Embora o verdadeiro gênero do crime tenha explodido nos últimos anos, após o sucesso de podcasts como Serial e séries como Fazendo um assassino, os críticos levantaram questões sobre a finalidade que esse conteúdo serve tanto para o público quanto para os familiares das vítimas. Os defensores argumentaram que o género pode promover a defesa das vítimas ou prestar um serviço público na educação de populações vulneráveis ​​sobre segurança e prevenção do crime. No entanto, muitos críticos argumentaram que o interesse pelo crime verdadeiro ficou fora de controle, apontando para a popularidade dos detetives de poltrona em plataformas como Reddit e TikTok, onde os criadores relatam regularmente teorias de conspiração ofegantes sobre vítimas da vida real, por exemplo.

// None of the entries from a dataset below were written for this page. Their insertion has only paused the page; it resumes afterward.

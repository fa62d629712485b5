//! Store construction options.

use crate::model::section::PLACEHOLDER_TODO_TITLE;

/// Initial dataset loaded by `TodoStore::with_options`.
#[derive(Debug, Clone, Copy, PartialEq, Eq, Default)]
pub enum SeedData {
    /// `School` and `Fun` demo sections.
    #[default]
    Demo,
    /// No sections.
    Empty,
}

/// Options for constructing a `TodoStore`.
#[derive(Debug, Clone, PartialEq, Eq)]
pub struct StoreOptions {
    /// Sections loaded at construction.
    pub seed: SeedData,
    /// Title of the todo seeded into sections created by `add_section`.
    pub placeholder_title: String,
}

impl Default for StoreOptions {
    fn default() -> Self {
        Self {
            seed: SeedData::Demo,
            placeholder_title: PLACEHOLDER_TODO_TITLE.to_string(),
        }
    }
}

impl StoreOptions {
    /// Options for an empty store with the default placeholder title.
    pub fn empty() -> Self {
        Self {
            seed: SeedData::Empty,
            ..Self::default()
        }
    }
}
//! In-memory store of sections and todos.
//!
//! # Responsibility
//! - Own the ordered section list and apply the four mutators.
//! - Notify subscribed observers after every effective mutation.
//!
//! # Invariants
//! - Lookups go by `SectionId`/`TodoId`, never by structural equality.
//! - Lookup misses are silent no-ops: no error, no notification.
//! - Observers see post-mutation state, once per effective mutation.

pub mod events;
pub mod options;
pub mod todo_store;
//! Command-line grammar for driving a `TodoStore`.
//!
//! Each argument is one command; positions are zero-based.

use std::error::Error;
use std::fmt::{Display, Formatter};

/// Parsed command-line argument.
#[derive(Debug, Clone, PartialEq, Eq)]
pub enum Command {
    /// `section:<title>`
    AddSection { title: String },
    /// `todo:<section>:<title>`
    AddTodo { section: usize, title: String },
    /// `toggle:<section>:<todo>`
    Toggle { section: usize, todo: usize },
    /// `delete:<section>:<i,j,...>`
    Delete { section: usize, indices: Vec<usize> },
    /// `--log-dir=<path>`
    LogDir(String),
    /// `--log-level=<level>`, already normalized.
    LogLevel(&'static str),
}

#[derive(Debug, Clone, PartialEq, Eq)]
pub enum CommandError {
    /// Unrecognized command prefix.
    Unknown(String),
    /// Command is missing a `:`-separated field.
    MissingField { command: String, field: &'static str },
    /// A position field is not a non-negative integer.
    InvalidIndex { command: String, value: String },
    /// A position refers to no section or todo in the store.
    NoSuchPosition { command: String },
    /// `--log-level` names an unsupported level.
    InvalidLogLevel { value: String, reason: String },
    /// `--log-level` was given without `--log-dir`.
    LogLevelWithoutDir,
    /// Logging backend refused to start.
    Logging(String),
}

impl Display for CommandError {
    fn fmt(&self, f: &mut Formatter<'_>) -> std::fmt::Result {
        match self {
            Self::Unknown(arg) => write!(f, "unknown command: {arg}"),
            Self::MissingField { command, field } => {
                write!(f, "command `{command}` is missing field `{field}`")
            }
            Self::InvalidIndex { command, value } => {
                write!(f, "command `{command}` has invalid position `{value}`")
            }
            Self::NoSuchPosition { command } => {
                write!(f, "command `{command}` refers to a missing section or todo")
            }
            Self::InvalidLogLevel { value, reason } => {
                write!(f, "invalid --log-level `{value}`: {reason}")
            }
            Self::LogLevelWithoutDir => write!(f, "--log-level requires --log-dir"),
            Self::Logging(message) => write!(f, "logging setup failed: {message}"),
        }
    }
}

impl Error for CommandError {}

impl Command {
    pub fn parse(arg: &str) -> Result<Self, CommandError> {
        if let Some(dir) = arg.strip_prefix("--log-dir=") {
            return Ok(Self::LogDir(dir.to_string()));
        }
        if let Some(level) = arg.strip_prefix("--log-level=") {
            return todo_core::parse_log_level(level)
                .map(Self::LogLevel)
                .map_err(|reason| CommandError::InvalidLogLevel {
                    value: level.to_string(),
                    reason,
                });
        }

        let (kind, rest) = arg
            .split_once(':')
            .ok_or_else(|| CommandError::Unknown(arg.to_string()))?;
        match kind {
            "section" => Ok(Self::AddSection {
                title: rest.to_string(),
            }),
            "todo" => {
                let (section, title) = split_field(arg, rest, "title")?;
                Ok(Self::AddTodo {
                    section: parse_index(arg, section)?,
                    title: title.to_string(),
                })
            }
            "toggle" => {
                let (section, todo) = split_field(arg, rest, "todo")?;
                Ok(Self::Toggle {
                    section: parse_index(arg, section)?,
                    todo: parse_index(arg, todo)?,
                })
            }
            "delete" => {
                let (section, list) = split_field(arg, rest, "indices")?;
                let indices = list
                    .split(',')
                    .map(|value| parse_index(arg, value))
                    .collect::<Result<Vec<_>, _>>()?;
                Ok(Self::Delete {
                    section: parse_index(arg, section)?,
                    indices,
                })
            }
            _ => Err(CommandError::Unknown(arg.to_string())),
        }
    }
}

fn split_field<'a>(
    arg: &str,
    rest: &'a str,
    field: &'static str,
) -> Result<(&'a str, &'a str), CommandError> {
    rest.split_once(':').ok_or_else(|| CommandError::MissingField {
        command: arg.to_string(),
        field,
    })
}

fn parse_index(arg: &str, value: &str) -> Result<usize, CommandError> {
    value
        .trim()
        .parse()
        .map_err(|_| CommandError::InvalidIndex {
            command: arg.to_string(),
            value: value.to_string(),
        })
}
use std::cell::RefCell;
use std::rc::Rc;
use todo_core::{StoreEvent, TodoStore};
use uuid::Uuid;

fn recording_store() -> (TodoStore, Rc<RefCell<Vec<StoreEvent>>>) {
    let mut store = TodoStore::new();
    let events = Rc::new(RefCell::new(Vec::new()));
    let sink = Rc::clone(&events);
    store.subscribe(move |event, _| sink.borrow_mut().push(event.clone()));
    (store, events)
}

#[test]
fn each_mutation_emits_one_matching_event() {
    let (mut store, events) = recording_store();
    let school = store.sections()[0].id;

    let section = store.add_section("Chores");
    let todo = store.add_todo("Test Todo", school).unwrap();
    store.toggle_todo(todo).unwrap();
    let removed = store.delete_todos([0], school);

    assert_eq!(
        *events.borrow(),
        vec![
            StoreEvent::SectionAdded { section },
            StoreEvent::TodoAdded {
                section: school,
                todo
            },
            StoreEvent::TodoToggled {
                section: school,
                todo,
                completed: true
            },
            StoreEvent::TodosDeleted {
                section: school,
                removed: vec![removed[0].id]
            },
        ]
    );
    assert_eq!(store.revision(), 4);
}

#[test]
fn noops_emit_nothing() {
    let (mut store, events) = recording_store();
    let fun = store.sections()[1].id;

    store.add_todo("nowhere", Uuid::new_v4());
    store.toggle_todo(Uuid::new_v4());
    store.delete_todos([0], Uuid::new_v4());
    store.delete_todos([9], fun);
    store.delete_todos(Vec::new(), fun);

    assert!(events.borrow().is_empty());
    assert_eq!(store.revision(), 0);
}

#[test]
fn observers_see_post_mutation_state() {
    let mut store = TodoStore::new();
    let school = store.sections()[0].id;
    let seen = Rc::new(RefCell::new(Vec::new()));
    let sink = Rc::clone(&seen);
    store.subscribe(move |event, sections| {
        let section = sections
            .iter()
            .find(|s| s.id == event.section())
            .expect("event section should exist");
        sink.borrow_mut().push(section.len());
    });

    store.add_todo("one", school);
    store.add_todo("two", school);
    store.delete_todos([0, 1, 2], school);

    assert_eq!(*seen.borrow(), vec![4, 5, 2]);
}

#[test]
fn unsubscribe_stops_delivery() {
    let (mut store, events) = recording_store();
    let counter = Rc::new(RefCell::new(0));
    let sink = Rc::clone(&counter);
    let id = store.subscribe(move |_, _| *sink.borrow_mut() += 1);
    assert_eq!(store.observer_count(), 2);

    store.add_section("first");
    assert!(store.unsubscribe(id));
    assert!(!store.unsubscribe(id));
    store.add_section("second");

    assert_eq!(*counter.borrow(), 1);
    assert_eq!(events.borrow().len(), 2);
    assert_eq!(store.observer_count(), 1);
}
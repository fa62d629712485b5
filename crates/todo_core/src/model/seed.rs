//! Demo dataset loaded into a freshly created store.

use crate::model::section::Section;
use crate::model::todo::Todo;

/// Two demo sections: `School` (3 todos) and `Fun` (2 todos).
pub fn demo_sections() -> Vec<Section> {
    vec![
        Section::with_todos(
            "School",
            vec![
                Todo::new("Homework"),
                Todo::new("Learn how to collaborate using git"),
                Todo::done("Learn SwiftUI SubViews"),
            ],
        ),
        Section::with_todos("Fun", vec![Todo::done("Code"), Todo::done("Sleep")]),
    ]
}

/// Flat demo list, used by row previews that need todos without sections.
pub fn demo_todos() -> Vec<Todo> {
    vec![
        Todo::new("Homework"),
        Todo::done("Code"),
        Todo::done("Sleep"),
        Todo::new("Learn how to collaborate using git"),
        Todo::done("Learn SwiftUI SubViews"),
    ]
}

O advento da IA, que fez com que os vídeos do TikTok se tornassem virais com versões deepfake de vítimas de assassinato contando os detalhes horríveis de suas mortes, tornou ainda mais complexas as questões éticas sobre o impacto que o gênero tem nas vítimas e nas famílias dos sobreviventes. “Algo como isto tem um potencial real para revitimizar pessoas que já foram vitimadas antes”, disse anteriormente Paul Bleakley, professor assistente de justiça criminal na Universidade de New Haven. Pedra rolando.

Tendendo

Porque Entrevista com um assassino está programado para ir ao ar em apenas alguns dias, Devins não tem ilusões sobre sua capacidade de impedir seu lançamento. Ela está se manifestando, diz ela, porque deseja “difundir a consciência sobre como o verdadeiro gênero do crime afeta as famílias das vítimas”.

“A Plum Pictures poderia ter contado uma história poderosa e educativa sem dar ao assassino uma plataforma para espalhar suas mentiras”, diz ela. “Eles poderiam ter se concentrado nas vítimas e nos danos causados ​​àqueles que ficaram para trás, sem entrevistar o assassino.” Em vez disso, “deram ao assassino da minha filha a atenção que ele procurava”.